Friday, 1 May 2020

Dover's Disappearing Banksy Brexit Mural, Kent, UK

In early May of 2017, the Banksy Brexit artwork appeared on the gable end of the former King's Arms Library building, originally of 1-2 Snargate Street but now, because of the A20 redevelopment,  probably a Bench Street address.

The Guardian: "The artwork emerged overnight on the Castle Amusements building."

A second post (linked to from here)  will explain why this location was a perfect choice for Banksy.

It will also give a brief history of the 1826 Georgian building (including a wood engraving of it by the noted George Wilmot Bonner) and why it is of more interest than its last use as an arcade would suggest.

In August of 2019, the anti-Brexit mural was covered with white paint in what many people saw as an act of vandalism:


Banksy's Dover artwork appeared in 2017 and was painted over in 2019. The Fine Art Restoration Company say the damage is reversible. Mural appears on former King's Arms Library building built by William Batcheller. Georgian architecture of 1826.


This has thrown Banksy's future plans for his Dover artwork into complete disarray.

On the day that Brexit took place, Banksy had intended to cover up the existing European flag and replace it with a crumpled version lying on the ground.
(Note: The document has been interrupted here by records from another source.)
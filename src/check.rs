//! Assertions on a response: body fields, raw text and the redirect target

use serde::Deserialize;
use serde_json::Value;
use std::fmt;

use crate::error::ProbeError;
use crate::vars::Vars;

/// One assertion on a response.
///
/// Field paths are dotted (`user.id`, `hits.0.webformatURL`) or JSON
/// pointers (`/user/id`); the empty path is the whole document.
#[derive(Debug, Clone, PartialEq, Deserialize)]
#[serde(tag = "op", rename_all = "snake_case")]
pub enum Check {
    Present { field: String },
    NonEmpty { field: String },
    Equals { field: String, value: Value },
    Contains { field: String, text: String },
    BodyContains { text: String },
    BodyExcludes { text: String },
    LocationContains { text: String },
    LocationExcludes { text: String },
}

impl Check {
    pub fn present(field: &str) -> Self {
        Check::Present {
            field: field.to_string(),
        }
    }

    pub fn non_empty(field: &str) -> Self {
        Check::NonEmpty {
            field: field.to_string(),
        }
    }

    pub fn equals(field: &str, value: Value) -> Self {
        Check::Equals {
            field: field.to_string(),
            value,
        }
    }

    pub fn contains(field: &str, text: &str) -> Self {
        Check::Contains {
            field: field.to_string(),
            text: text.to_string(),
        }
    }

    pub fn body_contains(text: &str) -> Self {
        Check::BodyContains {
            text: text.to_string(),
        }
    }

    pub fn body_excludes(text: &str) -> Self {
        Check::BodyExcludes {
            text: text.to_string(),
        }
    }

    pub fn location_contains(text: &str) -> Self {
        Check::LocationContains {
            text: text.to_string(),
        }
    }

    pub fn location_excludes(text: &str) -> Self {
        Check::LocationExcludes {
            text: text.to_string(),
        }
    }

    /// Whether this check needs the body decoded as JSON
    pub fn needs_json(&self) -> bool {
        !matches!(
            self,
            Check::BodyContains { .. }
                | Check::BodyExcludes { .. }
                | Check::LocationContains { .. }
                | Check::LocationExcludes { .. }
        )
    }

    /// Substitute variables in the operands of the check
    pub fn render(&self, vars: &Vars) -> Result<Check, ProbeError> {
        Ok(match self {
            Check::Present { field } => Check::Present {
                field: vars.render(field)?,
            },
            Check::NonEmpty { field } => Check::NonEmpty {
                field: vars.render(field)?,
            },
            Check::Equals { field, value } => Check::Equals {
                field: vars.render(field)?,
                value: vars.render_value(value)?,
            },
            Check::Contains { field, text } => Check::Contains {
                field: vars.render(field)?,
                text: vars.render(text)?,
            },
            Check::BodyContains { text } => Check::BodyContains {
                text: vars.render(text)?,
            },
            Check::BodyExcludes { text } => Check::BodyExcludes {
                text: vars.render(text)?,
            },
            Check::LocationContains { text } => Check::LocationContains {
                text: vars.render(text)?,
            },
            Check::LocationExcludes { text } => Check::LocationExcludes {
                text: vars.render(text)?,
            },
        })
    }

    /// Evaluate against the decoded body (`json`), the raw body text and
    /// the `Location` header, if the response carried one
    pub fn evaluate(
        &self,
        json: &Value,
        raw: &str,
        location: Option<&str>,
    ) -> Result<(), String> {
        match self {
            Check::Present { field } => lookup(json, field)
                .map(|_| ())
                .ok_or_else(|| format!("field '{}' is missing", field)),
            Check::NonEmpty { field } => match lookup(json, field) {
                None => Err(format!("field '{}' is missing", field)),
                Some(value) if is_empty(value) => Err(format!("field '{}' is empty", field)),
                Some(_) => Ok(()),
            },
            Check::Equals { field, value } => match lookup(json, field) {
                None => Err(format!("field '{}' is missing", field)),
                Some(actual) if actual == value => Ok(()),
                Some(actual) => Err(format!(
                    "field '{}' is {}, expected {}",
                    field, actual, value
                )),
            },
            Check::Contains { field, text } => match lookup(json, field) {
                None => Err(format!("field '{}' is missing", field)),
                Some(Value::String(s)) if s.contains(text.as_str()) => Ok(()),
                Some(Value::Array(items))
                    if items.iter().any(|item| item.as_str() == Some(text.as_str())) =>
                {
                    Ok(())
                }
                Some(actual) => Err(format!(
                    "field '{}' ({}) does not contain '{}'",
                    field,
                    preview(actual),
                    text
                )),
            },
            Check::BodyContains { text } => {
                if raw.contains(text.as_str()) {
                    Ok(())
                } else {
                    Err(format!("response body does not contain '{}'", text))
                }
            }
            Check::BodyExcludes { text } => {
                if raw.contains(text.as_str()) {
                    Err(format!("response body still contains '{}'", text))
                } else {
                    Ok(())
                }
            }
            Check::LocationContains { text } => match location {
                None => Err("response has no Location header".to_string()),
                Some(target) if target.contains(text.as_str()) => Ok(()),
                Some(target) => Err(format!(
                    "Location '{}' does not contain '{}'",
                    target, text
                )),
            },
            Check::LocationExcludes { text } => match location {
                Some(target) if target.contains(text.as_str()) => {
                    Err(format!("Location '{}' contains '{}'", target, text))
                }
                _ => Ok(()),
            },
        }
    }
}

impl fmt::Display for Check {
    fn fmt(&self, f: &mut fmt::Formatter<'_>) -> fmt::Result {
        match self {
            Check::Present { field } => write!(f, "{} is present", field),
            Check::NonEmpty { field } => write!(f, "{} is not empty", field),
            Check::Equals { field, value } => write!(f, "{} == {}", field, value),
            Check::Contains { field, text } => write!(f, "{} contains '{}'", field, text),
            Check::BodyContains { text } => write!(f, "body contains '{}'", text),
            Check::BodyExcludes { text } => write!(f, "body excludes '{}'", text),
            Check::LocationContains { text } => write!(f, "Location contains '{}'", text),
            Check::LocationExcludes { text } => write!(f, "Location excludes '{}'", text),
        }
    }
}

/// Convert a dotted field path into a JSON pointer
pub fn to_pointer(path: &str) -> String {
    if path.is_empty() || path.starts_with('/') {
        return path.to_string();
    }

    path.split('.')
        .map(|segment| format!("/{}", segment.replace('~', "~0").replace('/', "~1")))
        .collect()
}

pub fn lookup<'a>(json: &'a Value, path: &str) -> Option<&'a Value> {
    json.pointer(&to_pointer(path))
}

/// Text form of a scalar JSON value; `None` for null, arrays and objects
pub fn scalar_text(value: &Value) -> Option<String> {
    match value {
        Value::String(s) => Some(s.clone()),
        Value::Number(n) => Some(n.to_string()),
        Value::Bool(b) => Some(b.to_string()),
        _ => None,
    }
}

fn is_empty(value: &Value) -> bool {
    match value {
        Value::Null => true,
        Value::String(s) => s.is_empty(),
        Value::Array(items) => items.is_empty(),
        Value::Object(map) => map.is_empty(),
        _ => false,
    }
}

fn preview(value: &Value) -> String {
    let text = value.to_string();
    if text.chars().count() > 60 {
        let head: String = text.chars().take(60).collect();
        format!("{}...", head)
    } else {
        text
    }
}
Here is the computer-generated image of the planned revision that he posted on Instagram:




There are many excellent photographs of Banksy's Brexit mural on the internet but this is how I experienced seeing it, backlit against an eastern sky whenever I went for an early morning cycle ride:

A 2018 photo of the Banksy Brexit Mural on the gable end of the former King's Arms Library. York Street in foreground, Snargate Street behind as is the A20 Townwall Street that carries on in front of the building to the Eastern Docks.
5.58 am, 18th of August, 2018

The "Banksy Brexit mural" depicts a workman with a mallet and chisel removing one of the twelve stars from a European flag that collectively represent "the ideals of unity, solidarity and harmony among the peoples of Europe."

The star, of course, represents the United Kingdom and its departure from the European Union.

A close-up of the workman shows that his actions are causing faint cracks to radiate from the offending star into the rest of the flag.

They symbolize the potentially permanent "cracks" that will remain within the European Union - and perhaps even widen - now that the UK has left:


Close-up of the Banksy Brexit mural showing cracks emanating from the star being removed, symbolizing that cracks will remain within the European Union, even after the United Kingdom has gone. 1826 Georgian former King's Arms Library building.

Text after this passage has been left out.